Basal Levels of eIF2α Phosphorylation Determine Cellular Antioxidant Status by Regulating ATF4 and xCT Expression

eIF2 alpha is part of a multimeric complex that regulates cap-dependent translation. Phosphorylation of eIF2 alpha (phospho-eIF2 alpha) is induced by various forms of cell stress, resulting in changes to the proteome of the cell with two diametrically opposed consequences, adaptation to stress or initiation of programmed cell death. In contrast to the robust eIF2 alpha phosphorylation seen in response to acute insults, less is known about the functional role of basal levels of eIF2 alpha phosphorylation. Here we show that mouse embryonic fibroblasts expressing a nonphosphorylatable eIF2 alpha have enhanced sensitivity to diverse toxic insults, including amyloid beta-(1-42) peptide (A beta), a key factor in the pathogenesis of Alzheimer disease. This correlates with impaired glutathione metabolism because of down-regulation of the light chain, xCT, of the cystine/glutamate antiporter system X-c(-). The mechanistic link between the absence of phospho-eIF2 alpha and xCT expression is nuclear factor ATF4. Consistent with these findings, long term activation of the phospho-eIF2 alpha/ATF4/xCT signaling module by the specific eIF2 alpha phosphatase inhibitor, salubrinal, induces resistance against oxidative glutamate toxicity in the hippocampal cell line HT22 and primary cortical neurons.

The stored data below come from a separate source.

//! In-memory storage backends for the service layer.
//!
//! Each store keeps its rows and id counter behind a single `RwLock`,
//! so reads run concurrently and every write sees a consistent table.

pub mod category_store;
pub mod product_store;

mod table;

pub use category_store::InMemoryCategoryStore;
pub use product_store::InMemoryProductStore;
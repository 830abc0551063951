use dotenvy::dotenv;
use tracing::{error, info};
use uuid::Uuid;

fn init_logging() {
    // .env first so RUST_LOG and friends apply to the subscriber
    dotenv().ok();
    common::utils::logging::init_logging_default();
    info!(service = "catalog-api", event = "logger_init", "tracing subscriber initialized");
}

fn main() -> std::process::ExitCode {
    init_logging();

    let service_id = Uuid::new_v4();
    let pid = std::process::id();
    let version = env!("CARGO_PKG_VERSION");

    std::panic::set_hook(Box::new(move |info| {
        error!(
            service = "catalog-api",
            event = "panic",
            %service_id,
            pid,
            message = %info,
            "unhandled panic occurred"
        );
    }));

    // Thread count from config.toml when present, TOKIO_WORKER_THREADS otherwise
    let worker_threads = match configs::AppConfig::load_and_validate() {
        Ok(cfg) => cfg.server.worker_threads,
        Err(_) => std::env::var("TOKIO_WORKER_THREADS")
            .ok()
            .and_then(|v| v.parse::<usize>().ok()),
    };

    let mut builder = tokio::runtime::Builder::new_multi_thread();
    builder.enable_all();
    if let Some(w) = worker_threads {
        builder.worker_threads(w);
    }

    let rt = match builder.build() {
        Ok(rt) => rt,
        Err(e) => {
            error!(service = "catalog-api", event = "runtime_build_failed", error = %e, "failed to build tokio runtime");
            return std::process::ExitCode::FAILURE;
        }
    };

    info!(
        service = "catalog-api",
        event = "start",
        %service_id,
        pid,
        version,
        threads = worker_threads.unwrap_or_default(),
        "catalog api starting"
    );

    let exit_code = rt.block_on(async move {
        let server_task = tokio::spawn(async move {
            if let Err(e) = server::run().await {
                error!(service = "catalog-api", event = "run_failed", error = %e, "server::run returned error");
                Err(e)
            } else {
                Ok(())
            }
        });

        tokio::select! {
            res = server_task => {
                match res {
                    Ok(Ok(())) => {
                        info!(service = "catalog-api", event = "stop", %service_id, pid, "server stopped normally");
                        std::process::ExitCode::SUCCESS
                    }
                    Ok(Err(_)) => {
                        // error already logged inside the task
                        std::process::ExitCode::FAILURE
                    }
                    Err(e) => {
                        error!(service = "catalog-api", event = "task_join_error", error = %e, "server task join error");
                        std::process::ExitCode::FAILURE
                    }
                }
            }
            _ = tokio::signal::ctrl_c() => {
                info!(service = "catalog-api", event = "shutdown_signal", %service_id, pid, "received Ctrl+C, shutting down");
                std::process::ExitCode::SUCCESS
            }
        }
    });

    exit_code
}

Furthermore, in PC12 cells selected for resistance against A beta, increased activity of the phospho-eIF2 alpha/ATF4/xCT module contributes to the resistant phenotype. In wild-type PC12 cells, activation of this module by salubrinal ameliorates the response to A beta. Furthermore, in human brains, ATF4 and phospho-eIF2 alpha levels are tightly correlated and upregulated in Alzheimer disease, most probably representing an adaptive response against disease-related cellular stress rather than a correlate of neurodegeneration.